Sweden has a trash supply problem, of the kind we can only envy. Not a land of dumpers, Sweden turns its trash into power. As reported recently in National Geographic, their approach using high-power incinerators is so successful that the demand for energy is now outstripping trash supply. To fill the gap, the country, which banned landfill in 2002, is importing garbage from neighboring Norway.

Things look a little different here in Massachusetts. For starters, we produce more trash (as of 2011: US 4.4 lbs/person/day; Sweden 2.8 lbs/person/day). Out of the total 8 million tons of waste that we generate yearly in MA alone, one third is composted or recycled. The rest, enough to fill 74 Fenway Parks to the brim, is burned in municipal waste combustors, buried in lined landfills, or transported to out-of-state disposal facilities. There are 7 waste-to-energy incinerators in Massachusetts, and they take on about 3.3 million tons of garbage per year.

Currently, about 2.4 million tons of trash per year are dumped in Massachusetts’ 23 active landfills. The state also has a grand total of 894 inactive and closed landfills and dumping grounds, hundreds of which are still ‘incomplete’ (matter is still decomposing) and ‘uncapped’ (not sealed off).

Landfills, and even more so simple dumps, are problematic for various reasons. For example, waste of land, and contamination of drinking water as well as other environmental problems if there is leaching. Landfills also give off methane, a powerful ‘greenhouse gas’. And, they are a large cost for the taxpayer wallet.
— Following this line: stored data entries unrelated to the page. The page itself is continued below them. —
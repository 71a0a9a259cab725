//! Configuration table element types.
use strum_macros::EnumIter;

use crate::dtc::{DtcMapping, EventId, NodeIndex};

/// Significance of an event.
#[derive(Debug, Copy, Clone, Default, Eq, PartialEq)]
#[cfg_attr(feature = "serde", derive(serde::Serialize, serde::Deserialize))]
pub enum Significance {
    #[default]
    Fault,
    Occurrence,
}

/// How snapshot record numbers are assigned.
#[derive(Debug, Copy, Clone, Default, Eq, PartialEq)]
#[cfg_attr(feature = "serde", derive(serde::Serialize, serde::Deserialize))]
pub enum SnapshotNumbering {
    /// Records carry the configured record number
    #[default]
    Configured,
    /// Records are numbered 1..=n in storage order
    Calculated,
}

/// Kind of J1939 freeze frame.
#[derive(Debug, Copy, Clone, Eq, PartialEq, Hash)]
#[cfg_attr(feature = "serde", derive(serde::Serialize, serde::Deserialize))]
pub enum FreezeFrameKind {
    /// DM04 freeze frame
    FreezeFrame,
    /// DM25 expanded freeze frame
    ExpandedFreezeFrame,
}

/// Build variant capabilities. Tiers and policies that are not enabled here are skipped at runtime.
#[derive(Debug, Copy, Clone, Default, Eq, PartialEq)]
#[cfg_attr(feature = "serde", derive(serde::Serialize, serde::Deserialize))]
pub struct Capabilities {
    /// Global snapshot records shared across events
    pub global_snapshot: bool,
    /// OBD freeze frames are also reported through the UDS snapshot interface
    pub obd_on_uds: bool,
    /// Time series powertrain records
    pub time_series_powertrain: bool,
    /// Variant records time series for powertrain diagnostics only, they are not reported as UDS records
    pub powertrain_only: bool,
    /// Application triggered snapshot and time series records
    pub custom_triggers: bool,
    /// Hide OBD relevant events with occurrence significance
    pub hide_obd_occurrences: bool,
}

/// Events sharing one externally visible DTC.
#[derive(Debug, Clone, Default, PartialEq)]
#[cfg_attr(feature = "serde", derive(serde::Serialize, serde::Deserialize))]
pub struct CombinedGroup {
    pub dtc: DtcMapping,
    /// The first member represents the group
    pub members: Vec<EventId>,
}

/// UDS DTC group, used for group selection and clear.
#[derive(Debug, Copy, Clone, Eq, PartialEq)]
#[cfg_attr(feature = "serde", derive(serde::Serialize, serde::Deserialize))]
pub struct DtcGroup {
    pub dtc: u32,
    /// Events with `group_mask & mask != 0` belong to the group
    pub mask: u8,
}

/// Capabilities of one diagnostic client. Disabled capabilities make the corresponding APIs return [`crate::Error::NotSupported`].
#[derive(Debug, Copy, Clone, Eq, PartialEq)]
#[cfg_attr(feature = "serde", derive(serde::Serialize, serde::Deserialize))]
pub struct ClientConfig {
    pub dtc_selector: bool,
    pub filter: bool,
    pub freeze_frame_iterator: bool,
    /// Readout buffer including freeze frame and extended data selections
    pub readout_buffer: bool,
    pub clear_dtc: bool,
    pub j1939_node: Option<NodeIndex>,
}

impl ClientConfig {
    pub fn new() -> Self {
        Self {
            dtc_selector: true,
            filter: true,
            freeze_frame_iterator: true,
            readout_buffer: true,
            clear_dtc: true,
            j1939_node: None,
        }
    }

    pub fn j1939(node: NodeIndex) -> Self {
        Self {
            j1939_node: Some(node),
            ..Self::new()
        }
    }
}

impl Default for ClientConfig {
    fn default() -> Self {
        Self::new()
    }
}

/// Time series sampling profile.
#[derive(Debug, Copy, Clone, Default, Eq, PartialEq)]
#[cfg_attr(feature = "serde", derive(serde::Serialize, serde::Deserialize))]
pub struct SamplingProfile {
    pub past_samples: u8,
    pub future_samples: u8,
}

/// Custom triggered records of an event.
#[derive(Debug, Copy, Clone, Eq, PartialEq)]
#[cfg_attr(feature = "serde", derive(serde::Serialize, serde::Deserialize))]
pub struct CustomTriggerConfig {
    pub snapshot_record: Option<u8>,
    /// Record number of the first time series sample, following samples count up
    pub first_sample_record: u8,
    pub max_samples: u8,
}

/// Suspect parameter number reported in the expanded freeze frame.
#[derive(Debug, Copy, Clone, Eq, PartialEq)]
#[cfg_attr(feature = "serde", derive(serde::Serialize, serde::Deserialize))]
pub struct SpnDescriptor {
    pub spn: u32,
    pub data_length: u8,
}

#[derive(Debug, Copy, Clone, Eq, PartialEq)]
#[cfg_attr(feature = "serde", derive(serde::Serialize, serde::Deserialize))]
pub struct J1939Node {
    pub address: u8,
}

#[derive(Debug, Clone, PartialEq)]
#[cfg_attr(feature = "serde", derive(serde::Serialize, serde::Deserialize))]
pub struct J1939Config {
    pub nodes: Vec<J1939Node>,
    /// Fixed size of a DM04 record
    pub freeze_frame_size: usize,
    /// Fixed size of a DM25 record
    pub expanded_freeze_frame_size: usize,
    pub spns: Vec<SpnDescriptor>,
}

impl J1939Config {
    pub fn record_size(&self, kind: FreezeFrameKind) -> usize {
        match kind {
            FreezeFrameKind::FreezeFrame => self.freeze_frame_size,
            FreezeFrameKind::ExpandedFreezeFrame => self.expanded_freeze_frame_size,
        }
    }
}

impl Default for J1939Config {
    fn default() -> Self {
        Self {
            nodes: vec![],
            freeze_frame_size: 8,
            expanded_freeze_frame_size: 16,
            spns: vec![],
        }
    }
}

/// OBD readiness groups. The first three are continuously monitored.
#[derive(Debug, Copy, Clone, Eq, PartialEq, Hash, EnumIter)]
#[cfg_attr(feature = "serde", derive(serde::Serialize, serde::Deserialize))]
#[repr(u8)]
pub enum ReadinessGroup {
    Misfire = 0,
    FuelSystem = 1,
    ComprehensiveComponent = 2,
    Catalyst = 3,
    HeatedCatalyst = 4,
    EvaporativeSystem = 5,
    SecondaryAirSystem = 6,
    AcSystemRefrigerant = 7,
    ExhaustGasSensor = 8,
    ExhaustGasSensorHeater = 9,
    EgrVvtSystem = 10,
    ColdStartAidSystem = 11,
    BoostPressureControlSystem = 12,
    DieselParticulateFilter = 13,
    NoxConverterCatalyst = 14,
    NmhcConverterCatalyst = 15,
}

impl ReadinessGroup {
    /// Bit of this group in the memory's readiness bitmasks
    pub fn mask(self) -> u32 {
        1 << (self as u8)
    }

    pub fn is_continuous(self) -> bool {
        (self as u8) < 3
    }

    /// Bit position in the DM05/DM26 monitor fields
    pub fn monitor_bit(self) -> u8 {
        if self.is_continuous() {
            self as u8
        } else {
            self as u8 - 3
        }
    }
}

/// Readiness reporting support. Values that are not supported are reported as not available.
#[derive(Debug, Clone, Default, PartialEq)]
#[cfg_attr(feature = "serde", derive(serde::Serialize, serde::Deserialize))]
pub struct ReadinessConfig {
    pub supported_groups: Vec<ReadinessGroup>,
    pub obd_compliance: u8,
    pub distance_with_mil_on: bool,
    pub minutes_with_mil_on: bool,
    pub distance_since_clear: bool,
    pub minutes_since_clear: bool,
    pub warm_ups_since_clear: bool,
    pub time_since_engine_start: bool,
}

impl ReadinessConfig {
    pub fn supports(&self, group: ReadinessGroup) -> bool {
        self.supported_groups.contains(&group)
    }
}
But things are looking brighter for the future. Massachusetts has decided to implement a ‘path to zero waste‘. Among its goals are to reduce solid waste disposal by 30% until 2020 (80% by 2050), continue to divert toxic substances from the solid waste stream and ultimately eliminate them, maximize recycling and composting, stimulate greater reuse of materials, encourage innovative and alternative technologies for solid waste combustion and conversion of trash to energy or fuel, and to create new ‘green’ jobs.

Trash is not so much a problem of a state or a country: it my problem, your problem, our problem. And our chance as well.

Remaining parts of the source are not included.